The effect of fish oils, rich in docosahexaenoic acid (DHA) and eicosapentaenoic acid (EPA), on eicosanoid production in vivo has been extensively studied, but data on the effects of dietary DHA alone on the synthesis of thromboxane (TXA2) and prostacyclin (PGI2) in humans are lacking.

We quantified the effect of an isocaloric shift in DHA intake from trace (low-DHA diet) to about 6% of total fatty acids (high-DHA diet), ca. 2 en%, on the excretion of 11-dehydrothromboxane B2 (11-DTXB2) and 2, 3-dinor-6-oxo-prostaglandin F1α (PGI2-M). In a longitudinal study, seven healthy men, living in a metabolic unit, were fed a 30% fat low-DHA diet for 30 days, then a high-DHA diet containing 6g/day of DHA for 90 days.

A control group of four subjects remained on the low-DHA diet for the duration of the study (120 days). Three-day urine pools were collected at the end of each dietary period (around day 30 and day 120) and analyzed for eicosanoids by gas chromatography-electron capture negative ion-tandem mass spectrometry.

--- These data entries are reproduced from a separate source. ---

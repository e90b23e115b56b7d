//! End-to-end scenarios across paths, observers, listeners and mixins,
//! plus the structured log events emitted along the way.

use std::cell::{Cell, RefCell};
use std::rc::Rc;
use std::sync::{Arc, Mutex};

use metal_core::{
    CONCATENATED_PROPERTIES, MAX_NOTIFY_DEPTH, MetalConfig, MetalError, Method, Mixin, Object,
    Props, Realm, Value, add_listener, before_observer, computed, get, listeners_for, mixin_delegate,
    observer, property_did_change, remove_listener, send_event, set, watched_events,
};
use tracing::Subscriber;
use tracing_subscriber::Layer;
use tracing_subscriber::layer::{Context, SubscriberExt};

// ── Log capture ─────────────────────────────────────────────────────────

#[derive(Clone, Default)]
struct Capture {
    events: Arc<Mutex<Vec<(tracing::Level, String)>>>,
}

impl Capture {
    fn messages(&self, level: tracing::Level) -> Vec<String> {
        self.events
            .lock()
            .expect("capture lock")
            .iter()
            .filter(|(l, _)| *l == level)
            .map(|(_, m)| m.clone())
            .collect()
    }
}

impl<S> Layer<S> for Capture
where
    S: Subscriber + for<'lookup> tracing_subscriber::registry::LookupSpan<'lookup>,
{
    fn on_event(&self, event: &tracing::Event<'_>, _ctx: Context<'_, S>) {
        struct Message(String);
        impl tracing::field::Visit for Message {
            fn record_str(&mut self, field: &tracing::field::Field, value: &str) {
                if field.name() == "message" {
                    self.0 = value.to_string();
                }
            }

            fn record_debug(&mut self, field: &tracing::field::Field, value: &dyn std::fmt::Debug) {
                if field.name() == "message" && self.0.is_empty() {
                    self.0 = format!("{value:?}").trim_matches('"').to_string();
                }
            }
        }
        let mut message = Message(String::new());
        event.record(&mut message);
        self.events
            .lock()
            .expect("capture lock")
            .push((*event.metadata().level(), message.0));
    }
}

fn captured<R>(f: impl FnOnce() -> R) -> (R, Capture) {
    let capture = Capture::default();
    let subscriber = tracing_subscriber::registry().with(capture.clone());
    let result = tracing::subscriber::with_default(subscriber, f);
    (result, capture)
}

fn string_of(obj: &Object, key: &str) -> String {
    get(obj, key).as_str().unwrap_or_default().to_string()
}

// ── Paths ───────────────────────────────────────────────────────────────

#[test]
fn tolerant_set_through_missing_object_is_a_logged_no_op() {
    let realm = Realm::new();
    let root = Object::new();

    let (result, capture) = captured(|| realm.try_set_path(Some(&root), "a.b.c", 1));
    assert_eq!(result, Ok(Value::Undefined));
    assert_eq!(get(&root, "a"), Value::Undefined);
    assert_eq!(
        capture.messages(tracing::Level::WARN),
        vec!["path.set_skipped".to_string()]
    );

    let err = realm.set_path(Some(&root), "a.b.c", 1).unwrap_err();
    assert!(matches!(err, MetalError::PathResolution { .. }));
}

#[test]
fn paths_read_and_write_through_globals() {
    let realm = Realm::new();
    let app = Object::new();
    let user = Object::new();
    set(realm.globals(), "App", &app);
    set(&app, "user", &user);

    realm.set_path(None, "App.user.name", "ada").unwrap();
    assert_eq!(string_of(&user, "name"), "ada");
    assert_eq!(
        realm.get_path(None, "App.user.name").unwrap(),
        Value::from("ada")
    );

    let anywhere = Object::new();
    assert_eq!(
        realm.get_path(Some(&anywhere), "App.user.name").unwrap(),
        Value::from("ada")
    );
    assert!(realm.set_path(None, "App", 1).is_err());
}

#[test]
fn star_paths_pick_the_target_first() {
    let realm = Realm::new();
    let root = Object::new();
    let content = Object::new();
    set(&root, "content", &content);
    set(&content, "length", 3);

    assert_eq!(
        realm.get_path(Some(&root), "content*length").unwrap(),
        Value::from(3)
    );
    let (target, rest) = realm.normalize_tuple(Some(&root), "content*length").unwrap();
    assert_eq!(target, Some(content));
    assert_eq!(rest, "length");
    assert!(realm.set_path(Some(&root), "content*", 1).is_err());
}

// ── Observers ───────────────────────────────────────────────────────────

#[test]
fn computed_observers_see_fresh_values() {
    let realm = Realm::new();
    let person = Object::new();
    let seen = Rc::new(RefCell::new(Vec::new()));

    let log = Rc::clone(&seen);
    let on_full = observer(
        move |call, _| {
            log.borrow_mut().push(string_of(call.this(), "full"));
            Value::Undefined
        },
        ["full"],
    );
    let full = computed(|obj, _, _| {
        Value::from(format!("{} {}", string_of(obj, "first"), string_of(obj, "last")))
    })
    .property(["first", "last"])
    .cacheable(true);

    realm
        .mixin(
            &person,
            [Props::new()
                .value("first", "Ada")
                .value("last", "Byron")
                .computed("full", full)
                .method("fullChanged", on_full)],
        )
        .unwrap();

    assert_eq!(string_of(&person, "full"), "Ada Byron");
    set(&person, "last", "Lovelace");
    set(&person, "first", "Augusta");
    assert_eq!(*seen.borrow(), vec!["Ada Lovelace", "Augusta Lovelace"]);
}

#[test]
fn before_observers_run_ahead_of_the_write() {
    let realm = Realm::new();
    let obj = Object::new();
    set(&obj, "count", 1);
    let before = Rc::new(Cell::new(0.0));

    let b = Rc::clone(&before);
    let watcher = before_observer(
        move |call, _| {
            b.set(get(call.this(), "count").as_f64().unwrap_or(-1.0));
            Value::Undefined
        },
        ["count"],
    );
    realm
        .mixin(&obj, [Props::new().method("countWillChange", watcher)])
        .unwrap();

    set(&obj, "count", 2);
    assert!((before.get() - 1.0).abs() < f64::EPSILON);
}

#[test]
fn chain_observer_on_an_extended_object_is_independent() {
    let realm = Realm::new();
    let a = Object::new();
    set(&a, "b", 1);
    let parent = Object::new();
    set(&parent, "a", &a);

    let hits = Rc::new(Cell::new(0));
    let h = Rc::clone(&hits);
    let count = Method::new(move |_, _| {
        h.set(h.get() + 1);
        Value::Undefined
    });
    realm.add_observer(&parent, "a.b", None, &count).unwrap();

    let child = parent.extend();
    set(&a, "b", 2);
    // Parent and child each observe through their own chain.
    assert_eq!(hits.get(), 2);

    child.destroy();
    set(&a, "b", 3);
    assert_eq!(hits.get(), 3);
}

#[test]
fn runaway_notification_is_cut_and_logged() {
    let obj = Object::new();
    let depth = Rc::new(Cell::new(0usize));
    let d = Rc::clone(&depth);
    let again = Method::new(move |call, _| {
        d.set(d.get() + 1);
        property_did_change(call.this(), "x");
        Value::Undefined
    });
    add_listener(&obj, "x:change", None, again, None);

    let ((), capture) = captured(|| property_did_change(&obj, "x"));
    assert_eq!(depth.get(), MAX_NOTIFY_DEPTH);
    assert!(
        capture
            .messages(tracing::Level::WARN)
            .iter()
            .any(|m| m == "notify.depth_exceeded")
    );
}

// ── Listeners ───────────────────────────────────────────────────────────

#[test]
fn duplicate_listener_fires_once() {
    let obj = Object::new();
    let hits = Rc::new(Cell::new(0));
    let h = Rc::clone(&hits);
    let ping = Method::new(move |_, args| {
        assert_eq!(args[1], Value::from("ev"));
        assert_eq!(args[2], Value::from(7));
        h.set(h.get() + 1);
        Value::Undefined
    });

    add_listener(&obj, "ev", None, &ping, None);
    add_listener(&obj, "ev", None, &ping, None);
    assert_eq!(listeners_for(&obj, "ev").len(), 1);
    assert!(send_event(&obj, "ev", &[Value::from(7)]));
    assert_eq!(hits.get(), 1);

    remove_listener(&obj, "ev", None, &ping);
    assert!(!send_event(&obj, "ev", &[]));
    assert!(watched_events(&obj).is_empty());
}

#[test]
fn listeners_on_dropped_targets_are_skipped() {
    let obj = Object::new();
    let hits = Rc::new(Cell::new(0));
    let h = Rc::clone(&hits);
    let ping = Method::new(move |_, _| {
        h.set(h.get() + 1);
        Value::Undefined
    });

    {
        let target = Object::new();
        add_listener(&obj, "ev", Some(&target), &ping, None);
        assert!(send_event(&obj, "ev", &[]));
    }
    assert!(!send_event(&obj, "ev", &[]));
    assert_eq!(hits.get(), 1);
    assert!(listeners_for(&obj, "ev").is_empty());
}

// ── Mixins ──────────────────────────────────────────────────────────────

#[test]
fn required_property_must_be_supplied() {
    let realm = Realm::new();
    let target = Object::new();
    let needs = Mixin::create([Props::new().required("willApplyProperty")]);

    let (result, capture) = captured(|| needs.apply(&realm, &target));
    let err = result.unwrap_err();
    assert_eq!(err.keys(), ["willApplyProperty".to_string()]);
    assert_eq!(
        err.to_string(),
        "required properties not defined: willApplyProperty"
    );
    assert!(
        capture
            .messages(tracing::Level::DEBUG)
            .iter()
            .any(|m| m == "mixin.missing_required")
    );

    let fresh = Object::new();
    let gives = Mixin::create([Props::new().method(
        "willApplyProperty",
        Method::new(|_, _| Value::Undefined),
    )]);
    realm.mixin(&fresh, [&needs, &gives]).unwrap();
    assert!(needs.detect(&fresh));
    assert!(gives.detect(&fresh));
}

#[test]
fn concatenated_arrays_follow_application_order() {
    let realm = Realm::new();
    let view = Object::new();
    let first = Mixin::create([Props::new()
        .value(CONCATENATED_PROPERTIES, Value::array(["classNames"]))
        .value("classNames", Value::array(["x"]))]);
    let second = Mixin::create([Props::new().value("classNames", Value::array(["y"]))]);

    realm.mixin(&view, [&first, &second]).unwrap();
    assert_eq!(get(&view, "classNames"), Value::array(["x", "y"]));
}

#[test]
fn delegate_mixin_requires_both_hooks() {
    let realm = Realm::new();
    let obj = Object::new();
    let err = realm.mixin(&obj, [mixin_delegate()]).unwrap_err();
    assert_eq!(
        err,
        MetalError::composition(["willApplyProperty", "didApplyProperty"])
    );
}

#[test]
fn lax_mode_accepts_malformed_dependent_keys() {
    let strict = Realm::new();
    let lax = Realm::new().with_config(MetalConfig::default().with_assertions(false));
    let bad = || {
        computed(|_, _, _| Value::from(1))
            .property(["a..b"])
            .cacheable(true)
    };

    let obj = Object::new();
    assert!(
        strict
            .mixin(&obj, [Props::new().computed("p", bad())])
            .is_err()
    );
    let obj = Object::new();
    lax.mixin(&obj, [Props::new().computed("p", bad())]).unwrap();
    assert_eq!(get(&obj, "p"), Value::from(1));
}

Mean excretion of 11-DTXB2 was 590 ± 256 ng/d (SD; n = 7) with the low-DHA diet, and 385 ± 148 ng/d (n = 7) with the high-DHA diet, a 35% reduction (p = 0.013, n = 11 including the control group, when log transformed data were used). Production of 11-DTXB2 in the control group was unchanged. Mean excretion of PGI2-M was 229 ± 73 ng/day (SD; n = 7) and 210 ± 102 ng/day with the low-DHA and the high DHA diet, respectively (a nonsignificant reduction).

This study confirms that the synthesis of TXA2 is more open to diet-induced modulation than the synthesis of PGI2. The observed reduction of 11-DTXB2 excretion may be associated with measurable effects on several physiologically significant cellular functions, such as platelet aggregation in vivo and inflammation in response to immune challenges.